New Zealand Warriors have been involved in two consecutive drawn matches. The first match was a 26–26 draw against the Bulldogs in round 5 on 13 April 2008 at Mt Smart Stadium, Auckland. This was followed with a 24–24 draw against the North Queensland Cowboys in round 6 on 19 April 2008 at Dairy Farmers Stadium, Townsville.

==Biggest comeback==

- 28 points by Brisbane Broncos. Trailed 28–0 at halftime to win 34–32 against the South Sydney Rabbitohs on 22 June 2012 at Suncorp Stadium.
- 28 points by Cronulla-Sutherland Sharks.

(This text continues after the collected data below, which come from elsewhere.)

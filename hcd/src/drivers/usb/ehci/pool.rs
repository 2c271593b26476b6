//! Per-controller QHD pool, which doubles as the device slot table.
//!
//! Entry 0 is the permanent async schedule head (and the default-address
//! control pipe); entry `n` holds the control QHD of device address `n`.
//! The pool is one DMA mapping, so bus address <-> entry is arithmetic.

use alloc::boxed::Box;
use alloc::vec::Vec;

use x86_64::{PhysAddr, VirtAddr};

use super::link::DESCRIPTOR_ALIGN;
use super::qhd::{QueueHead, QHD_SIZE};
use crate::mm::DmaMapper;
use crate::util::{KError, KResult};

/// Pool entry of the async schedule head.
pub const HEAD: usize = 0;

pub struct QhPool {
    entries: Box<[QueueHead]>,
    bus_base: PhysAddr,
}

impl QhPool {
    /// Allocates the head plus `slots` device entries and maps them for DMA.
    pub fn new<M: DmaMapper + ?Sized>(slots: usize, mapper: &M) -> KResult<Self> {
        let entries: Box<[QueueHead]> = (0..=slots)
            .map(|_| QueueHead::new())
            .collect::<Vec<_>>()
            .into_boxed_slice();

        let len = entries.len() * QHD_SIZE;
        let virt = VirtAddr::from_ptr(entries.as_ptr());
        let bus_base = mapper.map(virt, len).ok_or(KError::NoMemory)?;

        // QHD pointers are 32 bits wide (CTRLDSSEGMENT stays 0).
        if bus_base.align_down(DESCRIPTOR_ALIGN) != bus_base
            || bus_base.as_u64() + len as u64 > 1 << 32
        {
            crate::kprintln!("ehci: QHD pool mapped at unusable address {:#x}", bus_base.as_u64());
            return Err(KError::Invalid);
        }

        Ok(Self { entries, bus_base })
    }

    /// Number of device slots (the head not counted).
    pub fn slots(&self) -> usize {
        self.entries.len() - 1
    }

    pub fn get(&self, index: usize) -> Option<&QueueHead> {
        self.entries.get(index)
    }

    pub fn get_mut(&mut self, index: usize) -> Option<&mut QueueHead> {
        self.entries.get_mut(index)
    }

    pub fn head(&self) -> &QueueHead {
        &self.entries[HEAD]
    }

    pub fn head_mut(&mut self) -> &mut QueueHead {
        &mut self.entries[HEAD]
    }

    /// Slot of a non-zero device address.
    pub fn slot_of(&self, device_address: u8) -> KResult<usize> {
        let index = device_address as usize;
        if index == HEAD || index >= self.entries.len() {
            return Err(KError::ResourceExhausted);
        }
        Ok(index)
    }

    /// Bus address of an entry.
    pub fn bus_addr(&self, index: usize) -> PhysAddr {
        debug_assert!(index < self.entries.len());
        self.bus_base + (index * QHD_SIZE) as u64
    }

    /// Entry a bus address points at, if it is one of ours.
    pub fn index_of(&self, addr: PhysAddr) -> Option<usize> {
        let offset = addr.as_u64().checked_sub(self.bus_base.as_u64())? as usize;
        if offset % QHD_SIZE != 0 {
            return None;
        }
        let index = offset / QHD_SIZE;
        (index < self.entries.len()).then_some(index)
    }
}

#[cfg(test)]
mod tests {
    use super::*;
    use crate::mm::testing::BusWindow;

    #[test]
    fn test_bus_translation() {
        let pool = QhPool::new(4, &BusWindow::new(0x2000_0000, 0x10_0000)).unwrap();
        assert_eq!(pool.slots(), 4);
        assert_eq!(pool.bus_addr(HEAD).as_u64(), 0x2000_0000);
        assert_eq!(pool.bus_addr(3).as_u64(), 0x2000_00C0);
        assert_eq!(pool.index_of(PhysAddr::new(0x2000_00C0)), Some(3));
        assert_eq!(pool.index_of(PhysAddr::new(0x2000_00C4)), None);
        assert_eq!(pool.index_of(PhysAddr::new(0x2000_0140)), None);
        assert_eq!(pool.index_of(PhysAddr::new(0x1000_0000)), None);
    }

    #[test]
    fn test_slot_bounds() {
        let pool = QhPool::new(2, &BusWindow::new(0x2000_0000, 0x1000)).unwrap();
        assert_eq!(pool.slot_of(1), Ok(1));
        assert_eq!(pool.slot_of(2), Ok(2));
        assert_eq!(pool.slot_of(3), Err(KError::ResourceExhausted));
        assert_eq!(pool.slot_of(0), Err(KError::ResourceExhausted));
    }

    #[test]
    fn test_unusable_mappings() {
        assert_eq!(
            QhPool::new(2, &BusWindow::new(0x2000_0000, 0)).err(),
            Some(KError::NoMemory)
        );
        assert_eq!(
            QhPool::new(2, &BusWindow::new(0x2000_0010, 0x1000)).err(),
            Some(KError::Invalid)
        );
        assert_eq!(
            QhPool::new(2, &BusWindow::new(0xFFFF_FFC0, 0x2000)).err(),
            Some(KError::Invalid)
        );
    }
}
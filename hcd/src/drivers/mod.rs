pub mod usb;
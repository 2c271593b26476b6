#![allow(dead_code)]

use core::fmt;

#[doc(hidden)]
pub fn _print(args: fmt::Arguments) {
    crate::console::print(args);
}

#[macro_export]
macro_rules! kprint {
    ($($arg:tt)*) => ({
        $crate::util::_print(format_args!($($arg)*));
    });
}

#[macro_export]
macro_rules! kprintln {
    () => ($crate::kprint!("\n"));
    ($fmt:expr) => ($crate::kprint!(concat!($fmt, "\n")));
    ($fmt:expr, $($arg:tt)*) => ($crate::kprint!(concat!($fmt, "\n"), $($arg)*));
}

pub use crate::kprintln;

/// Driver-level errors surfaced to the USB host stack.
#[derive(Debug, Clone, Copy, PartialEq, Eq)]
pub enum KError {
    /// No topology record for the address, the device is disconnected, or
    /// its controller is not registered.
    InvalidDevice,
    /// The controller has no QHD slot for the address.
    ResourceExhausted,
    /// DMA mapping failed.
    NoMemory,
    /// A descriptor pool landed somewhere the controller cannot address.
    Invalid,
    AlreadyExists,
}

impl fmt::Display for KError {
    fn fmt(&self, f: &mut fmt::Formatter<'_>) -> fmt::Result {
        let s = match self {
            KError::InvalidDevice => "invalid device",
            KError::ResourceExhausted => "no free device slot",
            KError::NoMemory => "out of DMA memory",
            KError::Invalid => "invalid argument",
            KError::AlreadyExists => "already exists",
        };
        f.write_str(s)
    }
}

pub type KResult<T> = core::result::Result<T, KError>;

#[cfg(test)]
mod tests {
    use super::*;
    use alloc::string::ToString;

    #[test]
    fn test_error_display() {
        assert_eq!(KError::InvalidDevice.to_string(), "invalid device");
        assert_eq!(KError::ResourceExhausted.to_string(), "no free device slot");
    }
}
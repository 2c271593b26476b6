//! EHCI (Enhanced Host Controller Interface) driver core for USB 2.0.
//!
//! Covers:
//! - Queue Head (QHD) layout and the transfer overlay
//! - The asynchronous schedule and race-free insertion into it
//! - Control pipe open/close, including the default address 0 pipe
//! - Split-transaction classification for full/low-speed devices behind hubs
//!
//! Each controller instance owns its schedule and QHD pool; all of them hang
//! off an [`EhciHcd`] context that the host stack passes around explicitly.

extern crate alloc;

use alloc::vec::Vec;

use x86_64::PhysAddr;

use super::{Topology, MAX_DEVICE_ADDRESS};
use crate::mm::DmaMapper;
use crate::util::{KError, KResult};

pub mod link;
pub mod pipe;
pub mod pool;
pub mod qhd;
pub mod schedule;

use pool::{QhPool, HEAD};
use qhd::QueueHead;
use schedule::AsyncSchedule;

/// Driver configuration
#[derive(Debug, Clone, Copy, PartialEq, Eq)]
pub struct HcdConfig {
    /// Device addresses 1..=max_devices get a control QHD on every controller.
    pub max_devices: u8,
}

impl HcdConfig {
    pub const fn new() -> Self {
        Self { max_devices: 8 }
    }

    pub const fn with_max_devices(mut self, max_devices: u8) -> Self {
        self.max_devices = if max_devices > MAX_DEVICE_ADDRESS {
            MAX_DEVICE_ADDRESS
        } else {
            max_devices
        };
        self
    }
}

impl Default for HcdConfig {
    fn default() -> Self {
        Self::new()
    }
}

/// One EHCI controller
pub struct HostController {
    /// Id the topology records refer to (`DeviceInfo::core_id`)
    id: u8,
    /// Async schedule, its head and the device QHD slots
    schedule: AsyncSchedule,
}

impl HostController {
    /// Allocates the QHD pool and brings up the async schedule head.
    pub fn new<M: DmaMapper + ?Sized>(id: u8, config: &HcdConfig, mapper: &M) -> KResult<Self> {
        let pool = QhPool::new(config.max_devices as usize, mapper)?;
        let schedule = AsyncSchedule::new(pool);

        crate::kprintln!(
            "ehci: controller {} async head at {:#x}, {} device slots",
            id,
            schedule.head_bus_addr().as_u64(),
            config.max_devices
        );

        Ok(Self { id, schedule })
    }

    pub fn id(&self) -> u8 {
        self.id
    }

    pub fn schedule(&self) -> &AsyncSchedule {
        &self.schedule
    }

    /// The permanent head QHD.
    pub fn async_head(&self) -> &QueueHead {
        self.schedule.head()
    }

    /// Value to program into ASYNCLISTADDR.
    pub fn async_list_addr(&self) -> PhysAddr {
        self.schedule.head_bus_addr()
    }

    fn pool_index(&self, device_address: u8) -> Option<usize> {
        match device_address {
            0 => Some(HEAD),
            addr => self.schedule.pool().slot_of(addr).ok(),
        }
    }

    /// Control QHD of a device. Address 0 resolves to the async head.
    pub fn control_qhd(&self, device_address: u8) -> Option<&QueueHead> {
        self.schedule.pool().get(self.pool_index(device_address)?)
    }

    /// Bus address of a device's control QHD.
    pub fn control_qhd_addr(&self, device_address: u8) -> Option<PhysAddr> {
        Some(self.schedule.pool().bus_addr(self.pool_index(device_address)?))
    }
}

/// Host controller driver context: every controller plus the topology
/// collaborator they share.
pub struct EhciHcd<T: Topology> {
    config: HcdConfig,
    topology: T,
    controllers: Vec<HostController>,
}

impl<T: Topology> EhciHcd<T> {
    pub fn new(config: HcdConfig, topology: T) -> Self {
        Self {
            config,
            topology,
            controllers: Vec::new(),
        }
    }

    pub fn config(&self) -> &HcdConfig {
        &self.config
    }

    /// Brings up controller `id`. Ids must be unique.
    pub fn add_controller<M: DmaMapper + ?Sized>(&mut self, id: u8, mapper: &M) -> KResult<()> {
        if self.controller(id).is_some() {
            return Err(KError::AlreadyExists);
        }
        let controller = HostController::new(id, &self.config, mapper)?;
        self.controllers.push(controller);
        Ok(())
    }

    pub fn controller(&self, id: u8) -> Option<&HostController> {
        self.controllers.iter().find(|c| c.id == id)
    }

    fn controller_mut(&mut self, id: u8) -> Option<&mut HostController> {
        self.controllers.iter_mut().find(|c| c.id == id)
    }

    pub fn controllers(&self) -> impl Iterator<Item = &HostController> {
        self.controllers.iter()
    }

    pub fn controller_count(&self) -> usize {
        self.controllers.len()
    }

    pub fn topology(&self) -> &T {
        &self.topology
    }

    /// For the enumeration layer, which owns the topology records.
    pub fn topology_mut(&mut self) -> &mut T {
        &mut self.topology
    }
}

#[cfg(test)]
mod tests {
    use super::*;
    use crate::drivers::usb::TopologyTable;
    use crate::mm::testing::BusWindow;

    #[test]
    fn test_config_clamps_addresses() {
        assert_eq!(HcdConfig::new().max_devices, 8);
        assert_eq!(HcdConfig::new().with_max_devices(200).max_devices, 127);
    }

    #[test]
    fn test_add_controller() {
        let window = BusWindow::new(0x1000_0000, 0x10_0000);
        let mut hcd = EhciHcd::new(HcdConfig::new(), TopologyTable::new());
        hcd.add_controller(0, &window).unwrap();
        hcd.add_controller(1, &window).unwrap();
        assert_eq!(hcd.add_controller(1, &window), Err(KError::AlreadyExists));
        assert_eq!(hcd.controller_count(), 2);

        let c0 = hcd.controller(0).unwrap();
        let c1 = hcd.controller(1).unwrap();
        assert_ne!(c0.async_list_addr(), c1.async_list_addr());
        assert_eq!(c0.control_qhd_addr(0), Some(c0.async_list_addr()));
        assert_eq!(
            c0.control_qhd_addr(2).map(|a| a.as_u64()),
            Some(c0.async_list_addr().as_u64() + 128)
        );
        assert!(c0.control_qhd(9).is_none());
        assert!(hcd.controller(7).is_none());
    }
}
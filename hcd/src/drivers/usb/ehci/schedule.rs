//! Asynchronous schedule: the circular list of QHDs the controller walks
//! for control and bulk traffic while ASE is set.
//!
//! The controller reads the ring concurrently with every change made here,
//! and it cannot be paused cheaply. Changes are therefore made so that the
//! only write the controller can observe is a single link store:
//!
//! - insert: the new QHD is built completely and pointed at the head's
//!   successor first, then the head's link is swapped to it;
//! - remove: the predecessor's link is swapped to the victim's successor;
//!   the victim keeps its own link so a controller parked on it still finds
//!   its way back into the ring.

use alloc::vec::Vec;
use core::sync::atomic::{fence, Ordering};

use x86_64::PhysAddr;

use super::link::{LinkPointer, LinkType};
use super::pool::{QhPool, HEAD};
use super::qhd::{DataToggle, EndpointCapabilities, EndpointCharacteristics, QueueHead};
use crate::drivers::usb::UsbSpeed;

pub struct AsyncSchedule {
    pool: QhPool,
}

impl AsyncSchedule {
    /// Takes ownership of a freshly allocated pool and sets up entry 0 as
    /// the permanent head: H bit set, halted, linked to itself.
    pub fn new(mut pool: QhPool) -> Self {
        let head_bus = pool.bus_addr(HEAD);
        let head = pool.head_mut();

        head.set_characteristics(&EndpointCharacteristics {
            device_address: 0,
            inactive_next_xact: false,
            endpoint_number: 0,
            speed: UsbSpeed::High,
            data_toggle: DataToggle::PerDescriptor,
            head_list_flag: true,
            max_packet_size: 64,
            non_hs_control_endpoint: false,
            nak_count_reload: 0,
        });
        head.set_capabilities(&EndpointCapabilities {
            mult: 1,
            ..Default::default()
        });
        head.park();
        head.publish_next(LinkPointer::new(head_bus, LinkType::Qh));

        Self { pool }
    }

    pub fn pool(&self) -> &QhPool {
        &self.pool
    }

    pub fn pool_mut(&mut self) -> &mut QhPool {
        &mut self.pool
    }

    pub fn head(&self) -> &QueueHead {
        self.pool.head()
    }

    /// Value for ASYNCLISTADDR.
    pub fn head_bus_addr(&self) -> PhysAddr {
        self.pool.bus_addr(HEAD)
    }

    /// Pool entry the link of `index` points at. `None` for a terminated
    /// link or one that leaves the pool.
    fn successor(&self, index: usize) -> Option<usize> {
        let addr = self.pool.get(index)?.next().address()?;
        self.pool.index_of(addr)
    }

    /// Pool entries on the ring in controller order, head excluded.
    /// `None` if the ring is broken.
    pub fn walk(&self) -> Option<Vec<usize>> {
        let mut ring = Vec::new();
        let mut cur = HEAD;
        loop {
            let next = self.successor(cur)?;
            if next == HEAD {
                return Some(ring);
            }
            if ring.len() >= self.pool.slots() {
                // Looping without coming back through the head.
                return None;
            }
            ring.push(next);
            cur = next;
        }
    }

    pub fn contains(&self, index: usize) -> bool {
        index == HEAD || self.walk().is_some_and(|ring| ring.contains(&index))
    }

    /// Links entry `index` in right after the head.
    ///
    /// Every field of the QHD other than its link must already be final: the
    /// controller may fetch it as soon as the head's link is stored.
    pub fn splice(&mut self, index: usize) {
        debug_assert!(index != HEAD, "ehci: the head is always linked");
        debug_assert!(!self.contains(index), "ehci: QHD {} already linked", index);

        let head_bus = self.pool.bus_addr(HEAD);
        let target = self.pool.bus_addr(index);
        let inherited = self.head().next().address().unwrap_or(head_bus);

        let Some(qh) = self.pool.get(index) else {
            return;
        };
        qh.publish_next(LinkPointer::new(inherited, LinkType::Qh));

        // The new QHD must be visible in memory before the head points at it.
        fence(Ordering::SeqCst);
        self.head().publish_next(LinkPointer::new(target, LinkType::Qh));

        crate::kprintln!(
            "ehci: linked QHD {:#x} after head {:#x}",
            target.as_u64(),
            head_bus.as_u64()
        );
    }

    /// Takes entry `index` off the ring. Returns false if it was not linked.
    ///
    /// The QHD memory must stay untouched until the controller has advanced
    /// past it (async advance doorbell, owned by the interrupt path).
    pub fn unlink(&mut self, index: usize) -> bool {
        if index == HEAD {
            return false;
        }

        let head_bus = self.pool.bus_addr(HEAD);
        let mut cur = HEAD;
        for _ in 0..=self.pool.slots() {
            let Some(next) = self.successor(cur) else {
                return false;
            };
            if next == index {
                let bypass = self.pool.get(index).and_then(|qh| qh.next().address());
                fence(Ordering::SeqCst);
                if let Some(pred) = self.pool.get(cur) {
                    pred.publish_next(LinkPointer::new(
                        bypass.unwrap_or(head_bus),
                        LinkType::Qh,
                    ));
                }
                crate::kprintln!(
                    "ehci: unlinked QHD {:#x}",
                    self.pool.bus_addr(index).as_u64()
                );
                return true;
            }
            if next == HEAD {
                return false;
            }
            cur = next;
        }
        false
    }
}

#[cfg(test)]
mod tests {
    use super::*;
    use crate::mm::testing::BusWindow;

    fn schedule(slots: usize) -> AsyncSchedule {
        let pool = QhPool::new(slots, &BusWindow::new(0x4000_0000, 0x10_0000)).unwrap();
        AsyncSchedule::new(pool)
    }

    #[test]
    fn test_head_bring_up_state() {
        let s = schedule(4);
        let head = s.head();
        assert!(head.head_list_flag());
        assert!(head.overlay().is_halted());
        assert!(head.overlay().next().is_terminated());
        assert!(head.overlay().alternate().is_terminated());
        assert_eq!(head.next().address(), Some(s.head_bus_addr()));
        assert_eq!(head.next().link_type(), Some(LinkType::Qh));
        assert_eq!(s.walk(), Some(Vec::new()));
    }

    #[test]
    fn test_splice_inserts_after_head() {
        let mut s = schedule(4);
        s.splice(1);
        s.splice(3);
        assert_eq!(s.walk(), Some(alloc::vec![3, 1]));

        // The last one in still closes the ring through the head.
        let tail = s.pool().get(1).unwrap().next();
        assert_eq!(tail.address(), Some(s.head_bus_addr()));
        assert!(!tail.is_terminated());
        assert_eq!(tail.link_type(), Some(LinkType::Qh));

        assert!(s.contains(1));
        assert!(s.contains(3));
        assert!(!s.contains(2));
    }

    #[test]
    fn test_unlink() {
        let mut s = schedule(4);
        for i in 1..=4 {
            s.splice(i);
        }
        assert!(s.unlink(2));
        assert_eq!(s.walk(), Some(alloc::vec![4, 3, 1]));
        // The removed QHD still leads back into the ring.
        assert_eq!(s.pool().get(2).unwrap().next().address(), Some(s.pool().bus_addr(1)));

        assert!(!s.unlink(2));
        assert!(!s.unlink(HEAD));
        assert!(s.unlink(4));
        assert!(s.unlink(1));
        assert!(s.unlink(3));
        assert_eq!(s.walk(), Some(Vec::new()));
        assert_eq!(s.head().next().address(), Some(s.head_bus_addr()));
    }

    #[test]
    fn test_walk_detects_broken_ring() {
        let mut s = schedule(4);
        s.splice(1);
        s.splice(2);
        s.pool().get(1).unwrap().publish_next(LinkPointer::terminated());
        assert_eq!(s.walk(), None);

        // 2 -> 1 -> 2 never returns to the head.
        let two = s.pool().bus_addr(2);
        s.pool().get(1).unwrap().publish_next(LinkPointer::new(two, LinkType::Qh));
        assert_eq!(s.walk(), None);
        assert!(!s.contains(1));
    }
}
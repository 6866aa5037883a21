use color_eyre::eyre::eyre;
use color_eyre::Result;
use movie_rec_core::SubmitOutcome;
use movie_rec_models::FeedbackKind;

use crate::commands::{build_engine, resolve_user, spinner};
use crate::output::Output;

pub async fn run_feedback(
    movie_id: u64,
    kind: FeedbackKind,
    user: Option<u64>,
    output: &Output,
) -> Result<()> {
    tracing::debug!("feedback command started");

    let (config, engine) = build_engine(false)?;
    let user_id = resolve_user(user, &config)?;

    // The coordinator needs the live result set for its duplicate check.
    let bar = spinner(output, "Submitting feedback...");
    let feed = engine.personalized_feed(user_id).await;
    if let Some(bar) = bar {
        bar.finish_and_clear();
    }
    let feed = feed.map_err(|e| eyre!("Failed to fetch the current feed: {}", e))?;

    let result = engine
        .submit_feedback(user_id, feed.movies, movie_id, kind)
        .await;

    match result.outcome {
        SubmitOutcome::Submitted => {
            output.success(format!("Movie {} marked '{}'", movie_id, kind));
            Ok(())
        }
        SubmitOutcome::Duplicate => {
            output.info(format!(
                "You already marked movie {} '{}'; nothing was sent",
                movie_id, kind
            ));
            Ok(())
        }
        SubmitOutcome::Failed(err) => {
            output.error(format!("Failed to submit feedback: {}", err));
            Err(eyre!("feedback submission failed"))
        }
    }
}

pub async fn run_click(movie_id: u64, user: Option<u64>, output: &Output) -> Result<()> {
    let (config, engine) = build_engine(false)?;
    let user_id = resolve_user(user, &config)?;

    engine.record_click(user_id, movie_id).await;
    output.success(format!("Recorded click on movie {}", movie_id));
    Ok(())
}
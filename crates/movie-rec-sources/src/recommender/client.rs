use async_trait::async_trait;
use movie_rec_models::MovieSummary;
use reqwest::Client;
use std::time::Duration;

use crate::error::SourceError;
use crate::http::build_client;
use crate::recommender::api;
use crate::traits::RecommenderSource;

/// HTTP client for the recommendation service.
#[derive(Clone)]
pub struct RecommenderClient {
    client: Client,
    base_url: String,
    token: Option<String>,
}

impl RecommenderClient {
    pub fn new(base_url: impl Into<String>, token: Option<String>, timeout: Duration) -> Self {
        Self {
            client: build_client(timeout),
            base_url: base_url.into(),
            token,
        }
    }
}

#[async_trait]
impl RecommenderSource for RecommenderClient {
    async fn recommend(
        &self,
        user_input: &str,
        user_id: u64,
    ) -> Result<Vec<MovieSummary>, SourceError> {
        api::recommend(
            &self.client,
            &self.base_url,
            self.token.as_deref(),
            user_input,
            user_id,
        )
        .await
    }
}
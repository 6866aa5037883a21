use async_trait::async_trait;
use movie_rec_models::{FeedbackHistory, FeedbackKind, MovieSummary};

use crate::error::SourceError;

/// The remote recommendation service, consumed as an opaque collaborator:
/// one query in, an ordered list of movies out. Neither result count nor
/// ordering is stable across identical queries.
#[async_trait]
pub trait RecommenderSource: Send + Sync {
    async fn recommend(
        &self,
        user_input: &str,
        user_id: u64,
    ) -> Result<Vec<MovieSummary>, SourceError>;
}

/// The remote feedback store. `submit` and `history` failures propagate;
/// `track_click` is best-effort and callers swallow its errors.
#[async_trait]
pub trait FeedbackStore: Send + Sync {
    async fn submit(
        &self,
        user_id: u64,
        movie_id: u64,
        kind: FeedbackKind,
    ) -> Result<(), SourceError>;

    async fn history(&self, user_id: u64) -> Result<FeedbackHistory, SourceError>;

    async fn track_click(&self, user_id: u64, movie_id: u64) -> Result<(), SourceError>;
}

/// One load probe against the image CDN. Success means the asset is
/// reachable and cached; the probe body is discarded.
#[async_trait]
pub trait PosterProbe: Send + Sync {
    async fn probe(&self, url: &str) -> Result<(), SourceError>;
}
use clap::ValueEnum;
use owo_colors::OwoColorize;
use serde_json::json;

#[derive(Debug, Clone, Copy, PartialEq, Eq, ValueEnum)]
pub enum OutputFormat {
    Human,
    Json,
    #[value(name = "json-pretty")]
    JsonPretty,
}

pub struct Output {
    format: OutputFormat,
    quiet: bool,
}

impl Output {
    pub fn new(format: OutputFormat, quiet: bool) -> Self {
        Self { format, quiet }
    }

    pub fn is_quiet(&self) -> bool {
        self.quiet
    }

    pub fn is_human(&self) -> bool {
        self.format == OutputFormat::Human
    }

    pub fn success(&self, msg: impl AsRef<str>) {
        if self.quiet {
            return;
        }
        match self.format {
            OutputFormat::Human => println!("{} {}", "✓".green(), msg.as_ref()),
            _ => self.print_json(&json!({"type": "success", "message": msg.as_ref()})),
        }
    }

    pub fn error(&self, msg: impl AsRef<str>) {
        // Errors are shown even in quiet mode.
        match self.format {
            OutputFormat::Human => eprintln!("{} {}", "✗".red(), msg.as_ref()),
            _ => self.print_json(&json!({"type": "error", "message": msg.as_ref()})),
        }
    }

    pub fn info(&self, msg: impl AsRef<str>) {
        if self.quiet {
            return;
        }
        match self.format {
            OutputFormat::Human => println!("{}", msg.as_ref()),
            _ => self.print_json(&json!({"type": "info", "message": msg.as_ref()})),
        }
    }

    pub fn warn(&self, msg: impl AsRef<str>) {
        if self.quiet {
            return;
        }
        match self.format {
            OutputFormat::Human => println!("{} {}", "⚠".yellow(), msg.as_ref()),
            _ => self.print_json(&json!({"type": "warning", "message": msg.as_ref()})),
        }
    }

    pub fn json(&self, data: &serde_json::Value) {
        self.print_json(data);
    }

    fn print_json(&self, data: &serde_json::Value) {
        match self.format {
            OutputFormat::JsonPretty => {
                println!("{}", serde_json::to_string_pretty(data).unwrap_or_default())
            }
            _ => println!("{}", serde_json::to_string(data).unwrap_or_default()),
        }
    }
}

Trailed 34–6 at halftime against the Melbourne Storm before winning 48–40 at Southern Cross Group Stadium in round 4, 2016.

=== Biggest finals comeback ===

- 22 points when the Sydney Roosters trailed the Penrith Panthers 28–6 at halftime in the 2016 Grand Final, before winning 30–28.